Brenda Lee is a particularly winning presence, remembering being looked after when she was a 12-year-old sensation by Cline, whom she calls “a great broad,” and breaking into an impromptu version of Williams’ “I’m So Lonesome I Could Cry.”

Country Music is as authoritative and well researched as you would expect, but can be frustrating in what it chooses to leave out, sometimes opting for the safe and obvious over the risky.

Bob Wills is rightly given his due — with jazz explication from Wynton Marsalis and anecdotes by Asleep at the Wheel leader and Springfield, Montgomery County, native Ray Benson. But how do you not include Spade Cooley, the Los Angeles World War II era Western Swing king who was convicted of the murder of his wife?

Similarly, the big names of the Sun Records rockabilly explosion are included. But lovable weirdos like Charlie Feathers are left by the wayside. Fans seeking more insight into country’s dank and dark underbelly are recommended to check out Tyler Mahan Coe’s Cocaine & Rhinestones podcast.

The documentary is subtitled “A History of America, One Song at a Time.” And Burns is armed with bushel baskets full of great songs, from Jimmie Rodgers’ “T.B. Blues” to Kitty Wells’ “It Wasn’t God who Made Honky Tonk Angels” to Randy Travis’ “Diggin’ Up Bones.”

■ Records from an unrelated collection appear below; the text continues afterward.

pub mod admin;
pub mod dashboard;
pub mod search;

use yew::functional::UseStateHandle;

use crate::modal::{Keyed, ModalEffect, ModalEvent, ModalState};

/// Run one modal transition against a state handle, returning its effect.
pub(crate) fn step<T>(modal: &UseStateHandle<ModalState<T>>, event: ModalEvent<T>) -> Option<ModalEffect>
where
    T: Keyed + Clone + 'static,
{
    let (next, effect) = (**modal).clone().transition(event);
    modal.set(next);
    effect
}
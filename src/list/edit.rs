//! Edit modal draft and its validation.

use crate::types::{ListItem, ListUpdate, MediaKind, Status};

/// Form values as typed; numbers stay text until submit.
#[derive(Debug, Clone, PartialEq)]
pub struct EditDraft {
    pub kind: MediaKind,
    pub status: Status,
    pub current: String,
    pub score: String,
    pub notes: String,
}

impl EditDraft {
    pub fn from_item(item: &ListItem) -> Self {
        let kind = item.kind();
        Self {
            kind,
            status: item.status.for_kind(kind),
            current: item.current.to_string(),
            score: item.score.map(|s| s.to_string()).unwrap_or_default(),
            notes: item.notes.clone(),
        }
    }

    pub fn status_choices(&self) -> [Status; 4] {
        Status::choices(self.kind)
    }

    /// Payload for `POST /list/update/<id>`, or the message to alert.
    pub fn to_update(&self) -> Result<ListUpdate, String> {
        let current = match self.current.trim() {
            "" => 0,
            text => text
                .parse::<u32>()
                .map_err(|_| "Progress must be a whole number of 0 or more.".to_string())?,
        };
        let user_score = match self.score.trim() {
            "" => None,
            text => match text.parse::<u8>() {
                Ok(s) if s <= 10 => Some(s),
                _ => return Err("Score must be between 0 and 10.".into()),
            },
        };
        Ok(ListUpdate {
            status: self.status,
            current_chapter: current,
            user_score,
            notes: self.notes.trim().to_string(),
            silent: false,
        })
    }
}

#[cfg(test)]
mod tests {
    use super::*;
    use crate::list::testing::item;

    #[test]
    fn draft_uses_the_vocabulary_of_its_kind() {
        let mut anime = item(1, "Frieren");
        anime.record_type = "Anime".into();
        anime.status = Status::Reading;
        let draft = EditDraft::from_item(&anime);
        assert_eq!(draft.status, Status::Watching);
        assert!(draft.status_choices().contains(&Status::Watching));
        assert!(!draft.status_choices().contains(&Status::Reading));
    }

    #[test]
    fn valid_draft_becomes_update() {
        let mut it = item(2, "Omniscient Reader");
        it.current = 3;
        it.score = Some(9);
        let mut draft = EditDraft::from_item(&it);
        draft.current = " 12 ".into();
        draft.notes = " reread ".into();
        let update = draft.to_update().unwrap();
        assert_eq!(update.current_chapter, 12);
        assert_eq!(update.user_score, Some(9));
        assert_eq!(update.notes, "reread");
        assert!(!update.silent);
    }

    #[test]
    fn blank_score_is_left_out_of_the_payload() {
        let mut it = item(3, "x");
        it.score = Some(6);
        let mut draft = EditDraft::from_item(&it);
        draft.score = "  ".into();
        let update = draft.to_update().unwrap();
        assert_eq!(update.user_score, None);
        let body = serde_json::to_value(&update).unwrap();
        assert!(body.get("user_score").is_none());
    }

    #[test]
    fn out_of_range_values_are_refused() {
        let mut draft = EditDraft::from_item(&item(4, "x"));
        draft.score = "11".into();
        assert_eq!(draft.to_update().unwrap_err(), "Score must be between 0 and 10.");
        draft.score = "7".into();
        draft.current = "-1".into();
        assert!(draft.to_update().is_err());
        draft.current = "two".into();
        assert!(draft.to_update().is_err());
    }
}
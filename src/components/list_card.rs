use yew::prelude::*;
use yew_icons::{Icon, IconId};

use crate::list::view::CardView;

#[derive(Properties, PartialEq)]
pub struct ListCardProps {
    pub card: CardView,
    pub placeholder: AttrValue,
    pub on_open: Callback<u64>,
    pub on_increment: Callback<u64>,
    pub on_toggle: Callback<u64>,
}

#[function_component(ListCard)]
pub fn list_card(props: &ListCardProps) -> Html {
    let card = &props.card;
    let id = card.id;

    let open = {
        let cb = props.on_open.clone();
        Callback::from(move |_: MouseEvent| cb.emit(id))
    };
    let increment = {
        let cb = props.on_increment.clone();
        Callback::from(move |e: MouseEvent| {
            e.stop_propagation();
            cb.emit(id);
        })
    };
    let toggle = {
        let cb = props.on_toggle.clone();
        Callback::from(move |e: MouseEvent| {
            e.stop_propagation();
            cb.emit(id);
        })
    };

    let image = card.image.clone().filter(|s| !s.trim().is_empty()).map(AttrValue::from);
    let bar_style = card.progress_width.map(|w| format!("width: {w}%"));
    let class = classes!("list-card", card.selected.then_some("selected"));

    html! {
        <div {class} onclick={open} data-id={id.to_string()}>
            <input type="checkbox" class="card-select" checked={card.selected} onclick={toggle} />
            <img src={image.unwrap_or_else(|| props.placeholder.clone())} alt={card.title.clone()} loading="lazy" />
            <div class="card-body">
                <h3 class="card-title">{ &card.title }</h3>
                <span class="status-badge">{ card.status.label() }</span>
                if let Some(score) = card.score {
                    <span class="score">{ format!("★ {score}") }</span>
                }
                <div class="progress">
                    <div class="progress-bar" style={bar_style}></div>
                </div>
                <div class="progress-row">
                    <span class="progress-text">{ &card.progress_label }</span>
                    if card.can_increment {
                        <button class="icon-btn quick-increment" onclick={increment} disabled={card.busy} title="+1">
                            <Icon icon_id={IconId::LucidePlus} width={"16"} height={"16"} />
                        </button>
                    }
                </div>
            </div>
        </div>
    }
}
use yew::prelude::*;
use yew_icons::{Icon, IconId};

use crate::app::Page;
use crate::components::theme_toggle::ThemeToggle;
use crate::log;

#[derive(Properties, PartialEq)]
pub struct TopbarProps {
    pub current: Page,
}

#[function_component(Topbar)]
pub fn topbar(props: &TopbarProps) -> Html {
    let link = |p: Page| {
        let class = if p == props.current { "nav-link active" } else { "nav-link" };
        let onclick = Callback::from(move |_: MouseEvent| {
            log::info("navigate", serde_json::json!({ "to": p.label() }));
        });
        html! { <a class={class} href={p.href()} {onclick}>{ p.label() }</a> }
    };

    html! {
        <header class="topbar">
            <a class="brand" href="/">{"Lyst"}</a>
            <nav class="nav">
                { link(Page::Dashboard) }
                { link(Page::Search) }
                { link(Page::Admin) }
            </nav>
            <a class="icon-btn" href={Page::Search.href()} title="Browse">
                <Icon icon_id={IconId::LucideSearch} width={"20"} height={"20"} />
            </a>
            <ThemeToggle />
        </header>
    }
}
use thiserror::Error;

/// Failure of one REST call.
#[derive(Debug, Clone, PartialEq, Eq, Error)]
pub enum ApiError {
    /// Non-OK status; `message` comes from the `{message}` body when present.
    #[error("{message}")]
    Rejected { status: u16, message: String },
    #[error("not logged in")]
    Unauthorized,
    #[error("network error: {0}")]
    Network(String),
    #[error("unexpected response: {0}")]
    Decode(String),
}

impl ApiError {
    pub fn rejected(status: u16, message: Option<String>) -> Self {
        if status == 401 {
            return ApiError::Unauthorized;
        }
        let message = message
            .filter(|m| !m.trim().is_empty())
            .unwrap_or_else(|| format!("Request failed with status {status}"));
        ApiError::Rejected { status, message }
    }

    /// Text for the blocking alert shown on business errors.
    pub fn alert_text(&self) -> String {
        format!("Error: {self}")
    }

    pub fn is_transport(&self) -> bool {
        matches!(self, ApiError::Network(_) | ApiError::Decode(_))
    }
}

Country Music does a laudable job of using those songs to frame the history of a music that’s a mélange of sounds and traditions brought to the U.S. from elsewhere that and then forged in economically disadvantaged communities into something long lasting and true. “Three chords & the truth,” in an enduring adage.

The resulting cultural achievement is “probably the white man’s soul music” in the words of Kris Kristofferson. It’s not the least of Burns’ accomplishments to show that it wasn’t shaped only by white men and women, and demonstrate that it still has the ability to speak to the souls of us all.

Ken Burns’ Country Music will be previewed Tuesday, Sept. 10 at the World Cafe Live, with a performance by Langhorne Slim and discussion between WHYY-FM (90.9) host Marty Moss-Coane, WXPN-FM (88.5) deejay Dan Reed and author Tara Murtha.